Fiction, whether in the Canada Post, yahoo.com, or elsewhere, has a shadowy afterlife among Mexican visitors. Don Juan crossed the border and is working in construction in Lake Wobegone, Minnesota, now, but Carlos Castenada's novels are believed to reflect modern reality by some. The Peruvian novelist published his books as non-fiction (I'm old enough to remember reading them in a University anthopology class), but even the altered realities of Richard Brautigan, William S. Burroughs, Jack Keroac and Malcolm Lowery take on some credence as, uh -- dry -- reportage by some visitors. Hollywood, as far back as Raoul Walsh's faked footage of Pancho Villa's campaigns, has been creating a Mexican mythology of its own. Witness the sudden popularity of Real de Catorce after "The Mexican" was released. That one telephone has been awfully busy ever since!

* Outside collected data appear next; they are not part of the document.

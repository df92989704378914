use serde::{Deserialize, Serialize};

/// Identity and location facts for one physical canteen, as returned by
/// the `/canteens/` endpoints. Immutable after creation.
#[derive(Debug, Clone, PartialEq, Serialize, Deserialize)]
pub struct CanteenInfo {
    id: u32,
    name: String,
    city: String,
    address: String,
    coordinates: Option<[f64; 2]>,
}

impl CanteenInfo {
    pub fn new(
        id: u32,
        name: impl Into<String>,
        city: impl Into<String>,
        address: impl Into<String>,
        coordinates: Option<[f64; 2]>,
    ) -> Self {
        Self {
            id,
            name: name.into(),
            city: city.into(),
            address: address.into(),
            coordinates,
        }
    }

    pub fn id(&self) -> u32 {
        self.id
    }

    pub fn name(&self) -> &str {
        &self.name
    }

    pub fn city(&self) -> &str {
        &self.city
    }

    pub fn address(&self) -> &str {
        &self.address
    }

    /// `(latitude, longitude)`, if the source lists any.
    pub fn coordinates(&self) -> Option<(f64, f64)> {
        self.coordinates.map(|[lat, lon]| (lat, lon))
    }
}
use chrono::Weekday;
use scraper::Html;

use crate::domain::model::{OpeningHours, WeeklyOpeningHours};

/// Scrapes the free-text weekly schedule of one canteen into a
/// [`WeeklyOpeningHours`] table.
///
/// Only the first non-blank schedule block of the document is read;
/// later blocks (special dates, semester-break schedules) are ignored.
/// That is a known simplification carried over from the source data,
/// which publishes the regular schedule first.
#[derive(Debug, Clone)]
pub struct OpeningHoursScraper {
    http: reqwest::blocking::Client,
}

impl OpeningHoursScraper {
    pub fn new() -> Self {
        Self::with_client(reqwest::blocking::Client::new())
    }

    pub fn with_client(client: reqwest::blocking::Client) -> Self {
        Self { http: client }
    }

    pub fn fetch_opening_hours(&self, url: &str) -> anyhow::Result<WeeklyOpeningHours> {
        let resp_text = self.http.get(url).send()?.error_for_status()?.text()?;
        let doc = Html::parse_document(&resp_text);
        Ok(self.parse_schedule(&doc))
    }

    pub(crate) fn parse_schedule(&self, doc: &Html) -> WeeklyOpeningHours {
        let block = doc
            .select(&selectors::SCHEDULE_BLOCK)
            .map(|elm| elm.text().collect::<String>())
            .find(|text| !text.trim().is_empty());

        match block {
            Some(text) => parse_schedule_text(&text),
            None => {
                log::warn!("opening hours document contains no schedule block");
                WeeklyOpeningHours::new()
            }
        }
    }
}

impl Default for OpeningHoursScraper {
    fn default() -> Self {
        Self::new()
    }
}

/// Collects every `<day>[–<day>] HH:MM–HH:MM` occurrence in the block.
/// A day range walks forward through the week, wrapping So → Mo, until
/// the end day has been covered; Sa.–Mo. therefore means Sat, Sun, Mon.
pub(crate) fn parse_schedule_text(text: &str) -> WeeklyOpeningHours {
    let mut table = WeeklyOpeningHours::new();

    for caps in re::SCHEDULE_REGEX.captures_iter(text) {
        let Some(start) = weekday_from_abbrev(&caps["start"]) else {
            continue;
        };
        let end = caps
            .name("end")
            .and_then(|m| weekday_from_abbrev(m.as_str()))
            .unwrap_or(start);

        let open = fractional_hour(&caps["oh"], &caps["om"]);
        let close = fractional_hour(&caps["ch"], &caps["cm"]);
        let (Some(open), Some(close)) = (open, close) else {
            log::warn!("skipping schedule entry with out-of-range time: {:?}", &caps[0]);
            continue;
        };
        let hours = OpeningHours::new(open, close);

        let mut day = start;
        loop {
            table.set(day, hours);
            if day == end {
                break;
            }
            day = day.succ();
        }
    }

    table
}

fn weekday_from_abbrev(abbrev: &str) -> Option<Weekday> {
    match abbrev {
        "Mo" => Some(Weekday::Mon),
        "Di" => Some(Weekday::Tue),
        "Mi" => Some(Weekday::Wed),
        "Do" => Some(Weekday::Thu),
        "Fr" => Some(Weekday::Fri),
        "Sa" => Some(Weekday::Sat),
        "So" => Some(Weekday::Sun),
        _ => None,
    }
}

fn fractional_hour(hours: &str, minutes: &str) -> Option<f32> {
    // parse: the pattern only matches digits
    let h: u32 = hours.parse().unwrap_or(u32::MAX);
    let m: u32 = minutes.parse().unwrap_or(u32::MAX);
    if h > 23 || m > 59 {
        return None;
    }
    Some(h as f32 + m as f32 / 60.0)
}

pub mod selectors {
    use scraper::Selector;

    lazy_static! {
        pub static ref SCHEDULE_BLOCK: Selector = Selector::parse("p").unwrap();
    }
}

pub mod re {
    use regex::Regex;

    lazy_static! {
        pub static ref SCHEDULE_REGEX: Regex = Regex::new(
            r"(?x)
            (?P<start>Mo|Di|Mi|Do|Fr|Sa|So)\.?
            (?:\s*[–—-]\s*(?P<end>Mo|Di|Mi|Do|Fr|Sa|So)\.?)?
            \s*(?P<oh>\d{1,2})[:.](?P<om>\d{2})
            \s*[–—-]\s*(?P<ch>\d{1,2})[:.](?P<cm>\d{2})"
        )
        .unwrap();
    }
}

There's nothing wrong with travel myths, for the most part. The Greek tourism industry has prospered for the last few millenia, thanks to the Iliad and Odessey. But, from gay villages in Oaxaca to rat-meat tacos; thrill-kill cults along the border to Indigenous wise-women; toilet paper (or the supposed dearth thereof) to donkeys in Tijuana, this country's 21st century travel myths -- good, bad, ugly and just plain bone-headed -- beat the Greeks hands down. So you regular posters, and especially you Mexican residents. . . what good travel tales have you heard lately?
Another refugee from the Bushista coup!